Kasus untuk Diagnosis Gangguan Kepribadian Borderline
Saya sangat marah dengan wahyu-wahyu ini. Masalah yang ada di garis depan pikiran saya adalah bahwa pasien layak untuk mengetahui tentang kondisi mereka. Menahan pengetahuan tentang tubuh dan status kesehatan pasien tampaknya benar-benar tidak etis — bahkan malpraktek medis. Jika sumber daya yang memadai tidak tersedia, diagnosis yang akurat setidaknya akan memberi pasien potensi untuk memahami apa yang terjadi dengan mereka. Akhirnya, mereka bahkan mungkin mendapat manfaat dari perawatan yang tepat, alih-alih dari yang diarahkan pada diagnosis lain — seperti itu bipolar, salah diagnosis umum. Diagnosis bipolar mengirim pasien dan penyedia berikutnya dengan sia-sia, padahal sebenarnya terapi perilaku dialektik (DBT) terbukti efektif. Tidak heran garis batas dikenal polifarmasi ketika dokter memberikan obat yang berguna untuk gangguan lain pada setiap gejala BPD.
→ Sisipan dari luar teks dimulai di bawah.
//! Whole-document normalization
//!
//! Runs the baseline generic path and the domain routing for one document and
//! packages both outputs. The two paths are independent: a document with no
//! domain match still yields its generic events, and a document with no
//! generic events may still yield a domain record set.

use serde::{Deserialize, Serialize};
use serde_json::Value;

use crate::config::IngestConfig;
use crate::error::IngestError;
use crate::records::clarity::ClarityRecordSet;
use crate::records::context::ContextRecordSet;
use crate::records::drum_band::DrumBandRecordSet;
use crate::records::energy::EnergyRecordSet;
use crate::records::event::EventPoint;
use crate::records::metadata::Metadata;
use crate::records::spectral::SpectralRecordSet;
use crate::records::streams::StreamsSectionsRecordSet;
use crate::records::temporal::TemporalRecordSet;
use crate::schema::{
    self, ClarityClassifier, ContextClassifier, DrumBandClassifier, EnergyClassifier,
    EventsClassifier, SchemaClassifier, SchemaKind, SpectralClassifier, StreamsSectionsClassifier,
    TemporalClassifier, TimeMarkerClassifier,
};

/// Domain-extended record set, one case per domain shape
#[derive(Debug, Clone, PartialEq, Serialize, Deserialize)]
#[serde(tag = "schema", content = "data", rename_all = "snake_case")]
pub enum DomainRecordSet {
    /// Energy profile
    Energy(EnergyRecordSet),
    /// Onset clarity table
    Clarity(ClarityRecordSet),
    /// Beat-grid alignment table
    Temporal(TemporalRecordSet),
    /// Spectral focus table
    Spectral(SpectralRecordSet),
    /// Context dependency table
    Context(ContextRecordSet),
    /// Per-band drum onset energies
    DrumBand(DrumBandRecordSet),
    /// Streams, sections and keypoints
    StreamsSections(StreamsSectionsRecordSet),
}

impl DomainRecordSet {
    /// Shape that produced this record set
    pub fn kind(&self) -> SchemaKind {
        match self {
            DomainRecordSet::Energy(_) => SchemaKind::Energy,
            DomainRecordSet::Clarity(_) => SchemaKind::Clarity,
            DomainRecordSet::Temporal(_) => SchemaKind::Temporal,
            DomainRecordSet::Spectral(_) => SchemaKind::Spectral,
            DomainRecordSet::Context(_) => SchemaKind::Context,
            DomainRecordSet::DrumBand(_) => SchemaKind::DrumBand,
            DomainRecordSet::StreamsSections(_) => SchemaKind::StreamsSections,
        }
    }

    /// Metadata envelope
    pub fn meta(&self) -> &Metadata {
        match self {
            DomainRecordSet::Energy(set) => &set.meta,
            DomainRecordSet::Clarity(set) => &set.meta,
            DomainRecordSet::Temporal(set) => &set.meta,
            DomainRecordSet::Spectral(set) => &set.meta,
            DomainRecordSet::Context(set) => &set.meta,
            DomainRecordSet::DrumBand(set) => &set.meta,
            DomainRecordSet::StreamsSections(set) => &set.meta,
        }
    }

    /// Number of records extracted
    pub fn record_count(&self) -> usize {
        match self {
            DomainRecordSet::Energy(set) => set.events.len(),
            DomainRecordSet::Clarity(set) => set.events.len(),
            DomainRecordSet::Temporal(set) => set.events.len(),
            DomainRecordSet::Spectral(set) => set.events.len(),
            DomainRecordSet::Context(set) => set.events.len(),
            DomainRecordSet::DrumBand(set) => set.bands.len(),
            DomainRecordSet::StreamsSections(set) => set.streams.len(),
        }
    }
}

/// Output of one document normalization
#[derive(Debug, Clone, PartialEq, Serialize, Deserialize)]
pub struct NormalizedDocument {
    /// Shape that claimed the document, if any
    pub schema: Option<SchemaKind>,

    /// Baseline canonical events (empty when no generic shape matched)
    pub events: Vec<EventPoint>,

    /// Domain record set of the claiming domain shape
    #[serde(skip_serializing_if = "Option::is_none", default)]
    pub domain: Option<DomainRecordSet>,
}

impl NormalizedDocument {
    /// True when neither path produced anything
    pub fn is_empty(&self) -> bool {
        self.events.is_empty() && self.domain.is_none()
    }
}

/// Run one domain shape's extractor
///
/// Returns `None` for the generic shapes, which have no domain record set.
/// The signature is not re-checked, so a caller that already knows the shape
/// can extract it directly.
pub fn extract_as(kind: SchemaKind, doc: &Value, config: &IngestConfig) -> Option<DomainRecordSet> {
    let set = match kind {
        SchemaKind::TimeMarkers | SchemaKind::Events => return None,
        SchemaKind::Energy => DomainRecordSet::Energy(EnergyClassifier.extract(doc, config)),
        SchemaKind::Clarity => DomainRecordSet::Clarity(ClarityClassifier.extract(doc, config)),
        SchemaKind::Temporal => DomainRecordSet::Temporal(TemporalClassifier.extract(doc, config)),
        SchemaKind::Spectral => DomainRecordSet::Spectral(SpectralClassifier.extract(doc, config)),
        SchemaKind::Context => DomainRecordSet::Context(ContextClassifier.extract(doc, config)),
        SchemaKind::DrumBand => DomainRecordSet::DrumBand(DrumBandClassifier.extract(doc, config)),
        SchemaKind::StreamsSections => {
            DomainRecordSet::StreamsSections(StreamsSectionsClassifier.extract(doc, config))
        }
    };
    Some(set)
}

/// Domain path only: extract with the first matching domain shape
pub fn extract_domain(doc: &Value, config: &IngestConfig) -> Option<DomainRecordSet> {
    let kind = schema::first_domain_match(doc, config)?;
    let set = extract_as(kind, doc, config);
    if let Some(set) = &set {
        log::debug!(
            "Extracted {} record set: {} records, total_events={}",
            kind,
            set.record_count(),
            set.meta().total_events
        );
    }
    set
}

/// Generic path only: baseline canonical events
///
/// Time-marker lists take precedence over an event array; a document matching
/// neither yields an empty list.
pub fn normalize_events(doc: &Value, config: &IngestConfig) -> Vec<EventPoint> {
    if let Some(events) = TimeMarkerClassifier.parse(doc, config) {
        return events;
    }
    EventsClassifier.parse(doc, config).unwrap_or_default()
}

/// Normalize one decoded document
///
/// Never fails: malformed elements are dropped, invalid fields default, and a
/// document that matches nothing yields an empty result.
pub fn normalize_document(doc: &Value, config: &IngestConfig) -> NormalizedDocument {
    let schema = schema::classify(doc, config);
    let events = normalize_events(doc, config);
    let domain = extract_domain(doc, config);
    log::debug!(
        "Normalized document: schema={}, {} events, domain={}",
        schema.map(|k| k.name()).unwrap_or("none"),
        events.len(),
        domain.as_ref().map(|d| d.kind().name()).unwrap_or("none")
    );
    NormalizedDocument {
        schema,
        events,
        domain,
    }
}

/// Decode JSON bytes, then normalize
///
/// # Errors
///
/// Returns `IngestError::DecodingError` if `bytes` is not valid JSON. This is
/// the only failure on the document path.
pub fn normalize_slice(
    bytes: &[u8],
    config: &IngestConfig,
) -> Result<NormalizedDocument, IngestError> {
    let doc: Value = serde_json::from_slice(bytes)?;
    Ok(normalize_document(&doc, config))
}

/// Decode a JSON string, then normalize
///
/// # Errors
///
/// Returns `IngestError::DecodingError` if `text` is not valid JSON.
pub fn normalize_str(text: &str, config: &IngestConfig) -> Result<NormalizedDocument, IngestError> {
    let doc: Value = serde_json::from_str(text)?;
    Ok(normalize_document(&doc, config))
}

#[cfg(test)]
mod tests {
    use super::*;
    use serde_json::json;

    #[test]
    fn test_generic_runs_alongside_domain() {
        let config = IngestConfig::default();
        let doc = json!({
            "events": [{"t": 0.0, "strength": 0.1}, {"t": 1.0, "strength": 0.9}],
            "energy_rms_min": 0.0
        });
        let result = normalize_document(&doc, &config);
        assert_eq!(result.schema, Some(SchemaKind::Energy));
        assert_eq!(result.events.len(), 2);
        assert_eq!(result.domain.as_ref().map(DomainRecordSet::kind), Some(SchemaKind::Energy));
    }

    #[test]
    fn test_no_match_is_empty_not_error() {
        let config = IngestConfig::default();
        let result = normalize_document(&json!({"hello": "world"}), &config);
        assert_eq!(result.schema, None);
        assert!(result.is_empty());
    }

    #[test]
    fn test_domain_without_generic_events() {
        let config = IngestConfig::default();
        let doc = json!({"bands": {"low": [{"t": 0.1, "energy": 1.0}], "mid": [], "high": []}});
        let result = normalize_document(&doc, &config);
        assert_eq!(result.schema, Some(SchemaKind::DrumBand));
        assert!(result.events.is_empty());
        assert_eq!(result.domain.as_ref().map(|d| d.record_count()), Some(1));
    }

    #[test]
    fn test_markers_take_precedence_over_events() {
        let config = IngestConfig::default();
        let doc = json!({"onset_times_sec": [0.1, 0.2], "events": [{"t": 5.0}]});
        let events = normalize_events(&doc, &config);
        assert_eq!(events.len(), 2);
        assert_eq!(classify_name(&doc), "time_markers");
    }

    fn classify_name(doc: &Value) -> &'static str {
        schema::classify(doc, &IngestConfig::default())
            .map(|k| k.name())
            .unwrap_or("none")
    }

    #[test]
    fn test_extract_as_ignores_signature() {
        let config = IngestConfig::default();
        let set = extract_as(SchemaKind::Clarity, &json!({}), &config).unwrap();
        assert_eq!(set.record_count(), 0);
        assert_eq!(set.meta().total_events, 0);
        assert!(extract_as(SchemaKind::Events, &json!({}), &config).is_none());
    }

    #[test]
    fn test_decoding_errors() {
        let config = IngestConfig::default();
        let err = normalize_str("{\"events\": [", &config).unwrap_err();
        assert!(matches!(err, IngestError::DecodingError(_)));
        let err = normalize_slice(b"not json", &config).unwrap_err();
        assert!(err.to_string().starts_with("Decoding error"));
        assert!(normalize_slice(b"[]", &config).unwrap().is_empty());
    }

    #[test]
    fn test_domain_serializes_tagged() {
        let config = IngestConfig::default();
        let set = extract_as(SchemaKind::Energy, &json!({"events": []}), &config).unwrap();
        let v = serde_json::to_value(&set).unwrap();
        assert_eq!(v["schema"], "energy");
        assert!(v["data"]["events"].as_array().unwrap().is_empty());
    }
}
Sebagai seorang mahasiswa, saya mulai memberikan informasi tentang BPD kepada pasien setelah berkonsultasi dengan dokter tentang kemungkinan, bahkan ketika diagnosis tidak ada dalam bagan dan tidak ada orang lain yang membuat upaya. Saya memastikan pasien tahu bahwa saya bukan dokter dan mereka perlu mencari informasi lebih lanjut begitu mereka meninggalkan rumah sakit dari sumber yang tepat. Saya membutuhkan mereka untuk mengetahui bahwa nasib mereka bukanlah rumah sakit atau penjara (tempat banyak dari mereka menghabiskan bertahun-tahun hidup mereka) —bahwa sistem telah mengecewakan mereka, tetapi ada harapan. Pasien yang sebelumnya bertarung dengan setiap anggota staf di unit menangis di pangkuan saya, mata mereka lebar dan berterima kasih. “Semuanya akhirnya masuk akal. Sekarang saya bisa melakukan sesuatu. "
Lukisan ini diberikan kepada saya oleh seorang pasien.